Based off of government data, Pew found that while there were 6.4 million illegal Mexican immigrants in 2009, there were only 5.8 million in 2014—a decrease of more than half a million. But the number of illegal immigrants from other countries increased and stabilized during that same period, from 5 million to 5.3 million.
Between 2005 and 2014, there was another shift in long-term versus short-term illegal immigration. Whereas 41 percent of illegal immigrants had stayed for 10 years or more in 2005, a decade later, Pew calculated the number had risen to 66 percent. Meanwhile, those who stayed in the United States for less than 5 years dropped from 37 to 14 percent over the same time period.
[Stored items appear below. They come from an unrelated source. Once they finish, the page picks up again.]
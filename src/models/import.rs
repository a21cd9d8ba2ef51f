//! 导入相关的数据模型

use serde::{Deserialize, Serialize};
use serde_json::{Map, Value};
use std::fmt::{self, Display};

/// 用户选中的导入文件
#[derive(Clone, PartialEq, Eq)]
pub struct UploadedFile {
    pub name: String,
    pub bytes: Vec<u8>,
}

impl UploadedFile {
    pub fn new(name: impl Into<String>, bytes: Vec<u8>) -> Self {
        Self {
            name: name.into(),
            bytes,
        }
    }

    pub fn size_bytes(&self) -> usize {
        self.bytes.len()
    }
}

impl fmt::Debug for UploadedFile {
    fn fmt(&self, f: &mut fmt::Formatter<'_>) -> fmt::Result {
        f.debug_struct("UploadedFile")
            .field("name", &self.name)
            .field("size_bytes", &self.size_bytes())
            .finish()
    }
}

/// 行级错误
///
/// 没有行号的是文件级错误（例如缺少列）
#[derive(Debug, Clone, PartialEq, Eq, Serialize, Deserialize)]
pub struct RowError {
    #[serde(default)]
    pub row: Option<u32>,
    #[serde(alias = "message")]
    pub error: String,
}

impl Display for RowError {
    fn fmt(&self, f: &mut fmt::Formatter<'_>) -> fmt::Result {
        match self.row {
            Some(row) => write!(f, "第 {} 行: {}", row, self.error),
            None => write!(f, "文件: {}", self.error),
        }
    }
}

/// 预览（试运行）结果
#[derive(Debug, Clone, Default, PartialEq, Serialize, Deserialize)]
pub struct PreviewResult {
    #[serde(default)]
    pub total_rows: u32,
    #[serde(default)]
    pub processed_rows: u32,
    #[serde(default)]
    pub errors: Vec<RowError>,
    #[serde(default)]
    pub warnings: Vec<String>,
    #[serde(default, alias = "preview_data")]
    pub sample_rows: Vec<Value>,
}

impl PreviewResult {
    /// 没有行级错误才允许提交
    pub fn is_clean(&self) -> bool {
        self.errors.is_empty()
    }
}

/// 导入后创建的记录（学生或家长），仅用于展示
#[derive(Debug, Clone, PartialEq, Serialize, Deserialize)]
pub struct ImportedRecord {
    #[serde(default)]
    pub id: Option<i64>,
    #[serde(default, alias = "full_name")]
    pub name: Option<String>,
    #[serde(flatten)]
    pub extra: Map<String, Value>,
}

/// 导入最终结果
#[derive(Debug, Clone, Default, PartialEq, Serialize, Deserialize)]
pub struct ImportResults {
    #[serde(default)]
    pub total_rows: u32,
    #[serde(default)]
    pub successful_imports: u32,
    #[serde(default)]
    pub created_students: Vec<ImportedRecord>,
    #[serde(default)]
    pub created_parents: Vec<ImportedRecord>,
    #[serde(default)]
    pub errors: Vec<RowError>,
}

/// 提交接口的响应
///
/// 有 `job_id` 表示后端支持真实进度跟踪
#[derive(Debug, Clone, Default, PartialEq)]
pub struct CommitResponse {
    pub job_id: Option<String>,
    pub results: ImportResults,
}

impl CommitResponse {
    /// 兼容扁平结构和 `{"results": {...}}` 两种写法
    pub fn from_value(value: Value) -> Result<Self, serde_json::Error> {
        let job_id = value
            .get("job_id")
            .or_else(|| value.get("jobId"))
            .and_then(|v| match v {
                Value::String(s) if !s.is_empty() => Some(s.clone()),
                Value::Number(n) => Some(n.to_string()),
                _ => None,
            });

        let results = match value.get("results") {
            Some(nested @ Value::Object(_)) => serde_json::from_value(nested.clone())?,
            _ => serde_json::from_value(value)?,
        };

        Ok(Self { job_id, results })
    }
}

/// 进度接口的响应
#[derive(Debug, Clone, Default, PartialEq, Deserialize)]
pub struct JobStatus {
    #[serde(default)]
    pub progress: f64,
    #[serde(default)]
    pub current_status: String,
    #[serde(default)]
    pub completed: bool,
    #[serde(default)]
    pub error: Option<String>,
    #[serde(default)]
    pub results: Option<ImportResults>,
}

/// 一次导入任务的可观察状态
///
/// 不变式：`progress_percent` 只增不减；`completed` 与 `error` 互斥，
/// 任一被设置后状态不再变化
#[derive(Debug, Clone, Default, PartialEq)]
pub struct ImportJob {
    pub job_id: Option<String>,
    pub progress_percent: u8,
    pub status_message: String,
    pub completed: bool,
    pub error: Option<String>,
    pub results: Option<ImportResults>,
}

impl ImportJob {
    pub fn new(job_id: Option<String>, status_message: impl Into<String>) -> Self {
        Self {
            job_id,
            status_message: status_message.into(),
            ..Default::default()
        }
    }

    pub fn is_terminal(&self) -> bool {
        self.completed || self.error.is_some()
    }

    /// 推进进度；低于当前值的百分比会被忽略
    ///
    /// 返回状态是否发生变化
    pub fn advance(&mut self, percent: u8, message: impl Into<String>) -> bool {
        if self.is_terminal() {
            return false;
        }
        let percent = percent.min(100).max(self.progress_percent);
        let message = message.into();
        let changed = percent != self.progress_percent || message != self.status_message;
        self.progress_percent = percent;
        self.status_message = message;
        changed
    }

    pub fn complete(&mut self, results: ImportResults, message: impl Into<String>) -> bool {
        if self.is_terminal() {
            return false;
        }
        self.progress_percent = 100;
        self.status_message = message.into();
        self.completed = true;
        self.results = Some(results);
        true
    }

    pub fn fail(&mut self, message: impl Into<String>) -> bool {
        if self.is_terminal() {
            return false;
        }
        let message = message.into();
        self.status_message = message.clone();
        self.error = Some(message);
        true
    }
}

/// 提交被拦截的原因
#[derive(Debug, Clone, Copy, PartialEq, Eq)]
pub enum CommitBlockReason {
    NoFile,
    NotPreviewed,
    /// 预览时的结构与提交时不同
    StalePreview,
    PreviewHasErrors(usize),
}

impl Display for CommitBlockReason {
    fn fmt(&self, f: &mut fmt::Formatter<'_>) -> fmt::Result {
        match self {
            CommitBlockReason::NoFile => write!(f, "尚未选择文件"),
            CommitBlockReason::NotPreviewed => write!(f, "请先预览文件"),
            CommitBlockReason::StalePreview => write!(f, "预览已过期，请重新预览"),
            CommitBlockReason::PreviewHasErrors(n) => {
                write!(f, "预览发现 {} 个错误，请修正后重新上传", n)
            }
        }
    }
}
Such data reflects earlier reports about how the Great Recession has affected illegal immigration patterns. But this also comes in the midst of the presidential election, where immigration policy has become a key point of conflict between Trump and Clinton over their respective domestic job and anti-terrorism policy proposals.
Other results from the Pew white paper include:
Of the foreign born population residing in the U.S., almost 26 percent are here illegally. However, while Pew estimates that 48 percent of Mexican immigrants and 50 percent of Central American immigrants are unauthorized, 22 percent of South Americans fall within this category. The numbers then drop for other regions like the Caribbean (10 percent), Asia (13 percent), and Europe and Canada (10 percent). Those from the Middle East, on the other hand, made up only 1 percent of the total illegal immigrant population over the past decade.
The top 10 countries of origin for illegal immigrants are Mexico, El Salvador, Guatemala, India, Honduras, China, the Philippines, the Dominican Republic, Korea, and Ecuador.
But at least four of the top ten countries also contributed the most legal immigrants in 2014. These include Mexico, India, China, and the Philippines.
While illegal immigrants made up 3.5 percent of the total U.S. population in 2014, most live in six states. California tops the list with 2.35 million, followed by Texas (1.65 million), Florida (850,000), New York (775,000), New Jersey (500,000), and Illinois (450,000).
Long-term illegal immigrants are also more likely to reside in the American West. Pew notes that “there is a strong statistical relationship between the proportion of unauthorized immigrants who are Mexican in any given state and the median length of residence of the unauthorized immigrant population in that state…. Fully 78% [of illegal Mexican immigrants] have been in the U.S. for a decade or more, compared with 52% of those from other areas.”
More data can be viewed on Pew’s website.